One standard understanding of the division of the Old School Presbyterian Church in 1861 is careful to state that the division was not over the issue of slavery but was rather the result of the Gardiner Spring Resolutions. Fort Sumter had been fired upon in April of that year and the Assembly met in May. Accordingly and somewhat understandably, at least from his perspective, New York pastor Rev. Gardiner Spring brought resolutions to the floor of the Assembly which would require all Old School pastors to swear an oath of allegiance to the federal government. The Princeton men and Southern pastors were notable in opposing the Resolutions. Professor Charles Hodge spoke against the Resolutions on the grounds that they were a patent violation of the Westminster Confession of Faith, Chapter 31, paragraph 4:
Synods and councils are to handle, or conclude nothing, but that which is ecclesiastical: and are not to intermeddle with civil affairs which concern the commonwealth, unless by way of humble petition in cases extraordinary; or, by way of advice, for satisfaction of conscience, if they be thereunto required by the civil magistrate.
Failing to heed Hodge’s arguments, the Assembly finally did adopt the Resolutions. Naturally, the Southern pastors could not agree to the Resolutions and upon withdrawing from the Assembly, promptly began their plans for a separate denomination.

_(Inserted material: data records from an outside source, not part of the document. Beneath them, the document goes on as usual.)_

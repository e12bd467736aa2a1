//! # Pricing and Billing Scenarios
//!
//! End-to-end flows through the registry: origination, pricing under each
//! tier, charging, payment and promotion.

use prr_core::{CommunicationId, NetworkConfig, NetworkError, PromotionThresholds, TaxId};
use prr_network::Network;
use prr_tariff::TierKind;

fn network() -> Network {
    let mut net = Network::new(NetworkConfig::default());
    net.register_client("ana", "Ana", TaxId(100)).unwrap();
    net.register_client("rui", "Rui", TaxId(200)).unwrap();
    net.register_terminal("FANCY", "111111", "ana").unwrap();
    net.register_terminal("FANCY", "222222", "rui").unwrap();
    net
}

fn text(len: usize) -> String {
    "x".repeat(len)
}

fn debts(net: &Network, terminal: &str) -> f64 {
    net.terminal(terminal).unwrap().ledger().debts()
}

fn pay_call(net: &mut Network, units: u32) -> CommunicationId {
    let id = net.make_voice_call("111111", "222222").unwrap().unwrap();
    net.end_ongoing_communication("111111", units).unwrap();
    net.perform_payment("111111", id).unwrap();
    id
}

// =========================================================================
// Scenario A: short text, Normal tier, no friendship
// =========================================================================

#[test]
fn normal_short_text_costs_ten() {
    let mut net = network();
    let id = net.send_sms("111111", "222222", &text(40)).unwrap().unwrap();
    assert_eq!(net.communication(id).unwrap().price(), 10.0);
    assert_eq!(debts(&net, "111111"), 10.0);
    assert_eq!(net.client("ana").unwrap().debts(), 10.0);
}

// =========================================================================
// Scenario B: long text, Normal tier
// =========================================================================

#[test]
fn normal_long_text_costs_two_per_character() {
    let mut net = network();
    let id = net.send_sms("111111", "222222", &text(120)).unwrap().unwrap();
    assert_eq!(net.communication(id).unwrap().price(), 240.0);
}

#[test]
fn friendship_does_not_discount_text() {
    let mut net = network();
    net.add_friend("111111", "222222").unwrap();
    let id = net.send_sms("111111", "222222", &text(40)).unwrap().unwrap();
    assert_eq!(net.communication(id).unwrap().price(), 10.0);
}

// =========================================================================
// Scenario C: voice call, end, pay
// =========================================================================

#[test]
fn voice_call_is_charged_then_paid() {
    let mut net = network();
    let id = net.make_voice_call("111111", "222222").unwrap().unwrap();
    assert_eq!(net.end_ongoing_communication("111111", 2).unwrap(), 40.0);

    let call = net.communication(id).unwrap();
    assert_eq!(call.price(), 40.0);
    assert!(!call.is_paid());
    assert_eq!(debts(&net, "111111"), 40.0);

    net.perform_payment("111111", id).unwrap();
    assert!(net.communication(id).unwrap().is_paid());
    let ledger = *net.terminal("111111").unwrap().ledger();
    assert_eq!((ledger.payments(), ledger.debts()), (40.0, 0.0));
    assert_eq!(net.client("ana").unwrap().balance(), 40.0);
}

#[test]
fn friend_halves_call_price_from_sender_side_only() {
    let mut net = network();
    net.add_friend("222222", "111111").unwrap();
    net.make_voice_call("111111", "222222").unwrap();
    assert_eq!(net.end_ongoing_communication("111111", 2).unwrap(), 40.0);

    net.add_friend("111111", "222222").unwrap();
    net.make_voice_call("111111", "222222").unwrap();
    assert_eq!(net.end_ongoing_communication("111111", 2).unwrap(), 20.0);
}

#[test]
fn payment_by_receiver_is_rejected() {
    let mut net = network();
    let id = net.make_voice_call("111111", "222222").unwrap().unwrap();
    net.end_ongoing_communication("111111", 1).unwrap();
    assert!(matches!(
        net.perform_payment("222222", id),
        Err(NetworkError::InvalidCommunication(_))
    ));
    assert!(!net.communication(id).unwrap().is_paid());
}

#[test]
fn double_payment_is_rejected() {
    let mut net = network();
    let id = pay_call(&mut net, 1);
    assert!(matches!(
        net.perform_payment("111111", id),
        Err(NetworkError::InvalidCommunication(_))
    ));
    assert_eq!(net.client("ana").unwrap().payments(), 20.0);
}

// =========================================================================
// Scenario D: promotion changes future pricing
// =========================================================================

#[test]
fn payments_above_500_promote_to_gold() {
    let mut net = network();
    let before = net.send_sms("111111", "222222", &text(80)).unwrap().unwrap();
    assert_eq!(net.communication(before).unwrap().price(), 16.0);

    // 26 units × 20 = 520; balance 520 − 16 = 504 > 500.
    pay_call(&mut net, 26);
    assert_eq!(net.client("ana").unwrap().tier_kind(), TierKind::Gold);

    let after = net.send_sms("111111", "222222", &text(80)).unwrap().unwrap();
    assert_eq!(net.communication(after).unwrap().price(), 10.0);
}

#[test]
fn gold_to_platinum_uses_configured_threshold() {
    let config = NetworkConfig {
        promotion: PromotionThresholds {
            gold: 100.0,
            platinum: 300.0,
        },
    };
    let mut net = Network::new(config);
    net.register_client("ana", "Ana", TaxId(1)).unwrap();
    net.register_client("rui", "Rui", TaxId(2)).unwrap();
    net.register_terminal("BASIC", "111111", "ana").unwrap();
    net.register_terminal("BASIC", "222222", "rui").unwrap();

    pay_call(&mut net, 6); // Normal: 120
    assert_eq!(net.client("ana").unwrap().tier_kind(), TierKind::Gold);
    pay_call(&mut net, 20); // Gold: 200, balance 320
    assert_eq!(net.client("ana").unwrap().tier_kind(), TierKind::Platinum);

    let id = net.send_sms("111111", "222222", &text(10)).unwrap().unwrap();
    assert_eq!(net.communication(id).unwrap().price(), 0.0);
}

#[test]
fn one_payment_promotes_one_step() {
    let mut net = network();
    pay_call(&mut net, 200); // 4000 paid
    assert_eq!(net.client("ana").unwrap().tier_kind(), TierKind::Gold);
    pay_call(&mut net, 1);
    assert_eq!(net.client("ana").unwrap().tier_kind(), TierKind::Platinum);
}

// =========================================================================
// Scenario E: text to an Off terminal
// =========================================================================

#[test]
fn text_to_off_terminal_changes_nothing() {
    let mut net = network();
    net.turn_off("222222").unwrap();
    let err = net.send_sms("111111", "222222", &text(40)).unwrap_err();
    assert!(matches!(err, NetworkError::UnreachableOffTerminal(_)));
    assert_eq!(net.communications().count(), 0);
    assert_eq!(debts(&net, "111111"), 0.0);
    assert_eq!(debts(&net, "222222"), 0.0);
    assert!(net.terminal("111111").unwrap().is_unused());
}

// =========================================================================
// Silent no-ops
// =========================================================================

#[test]
fn ending_without_a_call_returns_zero() {
    let mut net = network();
    assert_eq!(net.end_ongoing_communication("111111", 5).unwrap(), 0.0);
    assert_eq!(debts(&net, "111111"), 0.0);
}

#[test]
fn receiver_ending_a_call_changes_nothing() {
    let mut net = network();
    let id = net.make_video_call("111111", "222222").unwrap().unwrap();
    assert_eq!(net.end_ongoing_communication("222222", 5).unwrap(), 0.0);
    assert!(net.communication(id).unwrap().is_ongoing());
    assert_eq!(debts(&net, "222222"), 0.0);
}

#[test]
fn unknown_receiver_fails_without_state() {
    let mut net = network();
    assert!(matches!(
        net.send_sms("111111", "999999", "hi"),
        Err(NetworkError::UnknownTerminalKey(_))
    ));
    assert_eq!(net.communications().count(), 0);
}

But this division was not unforeseen. It can not all be laid at the feet of Gardiner Spring. For some time there had been talk of war and secession. For some time accordingly, there had also been talk of a separate denomination. This short article from The Christian Observer makes that clear:
WILL THE O.S. PRES. CH. DIVIDE?
The Southern Presbyterian states that this question now occupies the thoughts of many minds, and receives attention in some of the newspapers, both North and South. The Editor remarks that “the real essential unity of the Church of Christ does not depend on or require unity of outward ecclesiastical organization,” and that “this unity is often best preserved and promoted by separate and independent, ecclesiastical relations and associations.” After reference to the Presbyterian Church in England, Scotland, and Ireland in illustration of this remark, he gives his views of the question, above stated, in the following paragraph :
“We believe that it will be ultimately found desirable and proper for the Presbyterian Church in the Confederate States to be completely organized separately and independently from the Presbyterian Church in the United States. We hope this will not be made necessary by any contrariety of opinion or conflict of feeling between us and our brethren at the North on the subject of slavery or any other subject. We hope that the division when it is made, will be in entire peace, harmony, and good feeling. When we separate from the North ecclesiastically, we shall wish to do it, as we wish to do so politically, in peace and kindness, hoping to preserve with them forever relations of fraternity and affection. We will have no strife with them if we can help it. We will carry with us no heart burnings unless they compel us.
“We do not believe the result of this division will be injurious to the interests of either section of the Church, or to the great interests of truth and righteousness. If it were one forced upon us by a doctrinal, ethical, or disciplinary controversy–and so a schism in the faith, or affections, or order of the Church–it would be shameful, and wicked, and hurtful. But if it be, as we hope, an amicable separation, for the institution of an independent, external ecclesiastical organization, and for the reasons we have indicated, it must result in good to both parties.”
[excerpted from The Christian Observer, Vol. XL, no. 12 (21 March 1861), p. 46.]